Among the entries below, find the lines that hold the word "href" and report them.

Supplied material below:

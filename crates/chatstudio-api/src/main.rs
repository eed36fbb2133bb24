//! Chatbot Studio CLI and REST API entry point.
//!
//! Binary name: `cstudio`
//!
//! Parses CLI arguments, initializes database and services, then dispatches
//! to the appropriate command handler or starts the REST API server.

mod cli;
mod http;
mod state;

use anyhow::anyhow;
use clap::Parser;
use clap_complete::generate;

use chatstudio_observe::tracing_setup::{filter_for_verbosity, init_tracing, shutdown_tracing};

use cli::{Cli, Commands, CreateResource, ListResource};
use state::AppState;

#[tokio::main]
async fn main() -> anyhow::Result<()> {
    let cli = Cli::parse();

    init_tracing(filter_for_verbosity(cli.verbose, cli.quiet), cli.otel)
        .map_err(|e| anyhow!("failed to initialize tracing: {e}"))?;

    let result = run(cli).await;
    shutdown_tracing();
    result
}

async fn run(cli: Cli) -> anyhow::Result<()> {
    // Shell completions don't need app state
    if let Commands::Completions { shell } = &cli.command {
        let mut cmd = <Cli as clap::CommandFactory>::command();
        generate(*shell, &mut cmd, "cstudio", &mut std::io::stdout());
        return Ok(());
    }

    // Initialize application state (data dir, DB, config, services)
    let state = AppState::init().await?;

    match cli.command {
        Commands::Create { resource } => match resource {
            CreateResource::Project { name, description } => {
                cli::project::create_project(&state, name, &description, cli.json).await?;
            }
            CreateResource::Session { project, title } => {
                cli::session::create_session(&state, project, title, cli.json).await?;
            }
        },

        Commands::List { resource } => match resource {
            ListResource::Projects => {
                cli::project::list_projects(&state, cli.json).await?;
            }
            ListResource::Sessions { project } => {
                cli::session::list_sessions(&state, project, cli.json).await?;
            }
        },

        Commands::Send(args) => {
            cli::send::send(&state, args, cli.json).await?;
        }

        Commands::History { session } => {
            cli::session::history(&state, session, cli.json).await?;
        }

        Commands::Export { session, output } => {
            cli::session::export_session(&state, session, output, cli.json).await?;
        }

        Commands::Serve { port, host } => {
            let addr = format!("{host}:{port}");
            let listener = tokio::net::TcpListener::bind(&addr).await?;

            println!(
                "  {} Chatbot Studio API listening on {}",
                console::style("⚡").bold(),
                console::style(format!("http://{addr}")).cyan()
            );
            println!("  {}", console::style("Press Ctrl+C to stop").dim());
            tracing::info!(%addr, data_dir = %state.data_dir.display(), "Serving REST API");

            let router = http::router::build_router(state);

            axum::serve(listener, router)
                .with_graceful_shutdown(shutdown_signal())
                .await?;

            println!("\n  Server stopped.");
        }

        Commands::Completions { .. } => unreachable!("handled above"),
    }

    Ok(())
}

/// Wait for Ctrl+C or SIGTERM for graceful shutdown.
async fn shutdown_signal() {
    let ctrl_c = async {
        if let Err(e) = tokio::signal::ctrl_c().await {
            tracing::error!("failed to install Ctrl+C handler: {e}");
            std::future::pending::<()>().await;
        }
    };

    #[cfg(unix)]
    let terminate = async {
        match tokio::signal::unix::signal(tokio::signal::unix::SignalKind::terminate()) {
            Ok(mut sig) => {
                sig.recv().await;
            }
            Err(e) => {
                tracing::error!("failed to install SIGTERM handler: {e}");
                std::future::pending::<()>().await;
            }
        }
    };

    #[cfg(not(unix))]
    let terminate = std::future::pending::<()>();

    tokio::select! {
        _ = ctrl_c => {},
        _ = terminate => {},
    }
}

End of Supplied material.
Supplied material below:

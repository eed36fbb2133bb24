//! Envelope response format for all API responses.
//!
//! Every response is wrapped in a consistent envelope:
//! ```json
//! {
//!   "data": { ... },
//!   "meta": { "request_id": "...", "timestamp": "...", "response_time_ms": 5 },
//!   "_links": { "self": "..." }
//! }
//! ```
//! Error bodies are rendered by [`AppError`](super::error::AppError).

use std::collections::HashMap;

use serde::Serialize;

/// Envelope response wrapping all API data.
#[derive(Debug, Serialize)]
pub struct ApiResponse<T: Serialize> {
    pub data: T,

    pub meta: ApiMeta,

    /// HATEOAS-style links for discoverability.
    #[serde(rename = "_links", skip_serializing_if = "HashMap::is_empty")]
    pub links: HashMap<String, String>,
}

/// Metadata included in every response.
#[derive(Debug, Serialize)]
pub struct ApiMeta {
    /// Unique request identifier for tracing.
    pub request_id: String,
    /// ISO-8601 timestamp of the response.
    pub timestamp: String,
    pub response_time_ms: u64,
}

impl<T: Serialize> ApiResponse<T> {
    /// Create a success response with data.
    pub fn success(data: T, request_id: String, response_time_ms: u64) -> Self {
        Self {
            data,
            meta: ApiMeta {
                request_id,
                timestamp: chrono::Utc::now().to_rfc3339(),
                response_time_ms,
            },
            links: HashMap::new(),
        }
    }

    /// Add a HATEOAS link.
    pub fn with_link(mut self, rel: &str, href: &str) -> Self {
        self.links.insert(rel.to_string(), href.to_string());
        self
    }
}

End of Supplied material.
Supplied material below:

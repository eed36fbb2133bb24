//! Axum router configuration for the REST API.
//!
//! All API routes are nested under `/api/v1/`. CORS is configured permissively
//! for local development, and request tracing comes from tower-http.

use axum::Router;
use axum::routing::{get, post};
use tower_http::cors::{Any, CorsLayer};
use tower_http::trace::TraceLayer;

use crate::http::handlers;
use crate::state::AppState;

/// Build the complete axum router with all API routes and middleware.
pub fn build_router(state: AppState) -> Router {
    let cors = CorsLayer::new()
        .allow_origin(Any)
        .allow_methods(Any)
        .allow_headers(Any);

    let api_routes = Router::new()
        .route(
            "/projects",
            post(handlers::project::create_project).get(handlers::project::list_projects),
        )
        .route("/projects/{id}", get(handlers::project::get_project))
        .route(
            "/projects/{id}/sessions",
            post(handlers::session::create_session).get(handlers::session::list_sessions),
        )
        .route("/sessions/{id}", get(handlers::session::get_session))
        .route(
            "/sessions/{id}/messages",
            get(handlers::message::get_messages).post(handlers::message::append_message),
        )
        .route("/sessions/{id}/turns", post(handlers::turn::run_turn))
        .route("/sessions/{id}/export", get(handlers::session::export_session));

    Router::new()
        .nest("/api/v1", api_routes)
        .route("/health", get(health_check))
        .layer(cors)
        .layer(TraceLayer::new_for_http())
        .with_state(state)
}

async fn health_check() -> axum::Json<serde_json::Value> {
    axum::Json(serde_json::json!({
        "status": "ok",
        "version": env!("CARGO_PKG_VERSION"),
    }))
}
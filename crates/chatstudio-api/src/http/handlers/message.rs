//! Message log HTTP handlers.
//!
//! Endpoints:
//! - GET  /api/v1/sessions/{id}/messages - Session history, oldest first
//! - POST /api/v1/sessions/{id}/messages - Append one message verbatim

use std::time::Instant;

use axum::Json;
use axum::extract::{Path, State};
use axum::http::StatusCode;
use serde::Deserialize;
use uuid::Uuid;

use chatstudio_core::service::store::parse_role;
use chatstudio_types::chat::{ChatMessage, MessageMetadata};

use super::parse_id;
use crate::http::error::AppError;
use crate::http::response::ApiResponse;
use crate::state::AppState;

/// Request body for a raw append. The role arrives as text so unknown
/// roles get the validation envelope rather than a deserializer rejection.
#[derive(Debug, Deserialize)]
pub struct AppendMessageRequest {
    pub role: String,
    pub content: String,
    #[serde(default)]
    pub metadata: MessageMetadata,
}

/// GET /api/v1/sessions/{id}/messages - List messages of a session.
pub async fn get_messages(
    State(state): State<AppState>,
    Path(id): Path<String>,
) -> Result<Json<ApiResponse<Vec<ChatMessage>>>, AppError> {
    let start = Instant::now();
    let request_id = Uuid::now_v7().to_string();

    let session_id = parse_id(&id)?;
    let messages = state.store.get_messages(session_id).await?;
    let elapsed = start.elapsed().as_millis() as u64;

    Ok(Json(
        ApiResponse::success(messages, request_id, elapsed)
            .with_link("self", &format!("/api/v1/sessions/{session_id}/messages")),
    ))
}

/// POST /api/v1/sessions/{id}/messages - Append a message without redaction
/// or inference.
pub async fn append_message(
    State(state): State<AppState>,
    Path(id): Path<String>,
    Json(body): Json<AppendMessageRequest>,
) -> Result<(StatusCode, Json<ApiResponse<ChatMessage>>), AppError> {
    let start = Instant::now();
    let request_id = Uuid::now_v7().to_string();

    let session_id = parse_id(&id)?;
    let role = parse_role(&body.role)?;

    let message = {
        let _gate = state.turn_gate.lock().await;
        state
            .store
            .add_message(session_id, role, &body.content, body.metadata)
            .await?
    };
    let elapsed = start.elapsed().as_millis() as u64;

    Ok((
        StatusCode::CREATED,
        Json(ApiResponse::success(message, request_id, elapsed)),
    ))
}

End of Supplied material.

Exercise solution =>
    pub fn with_link(mut self, rel: &str, href: &str) -> Self {
        self.links.insert(rel.to_string(), href.to_string());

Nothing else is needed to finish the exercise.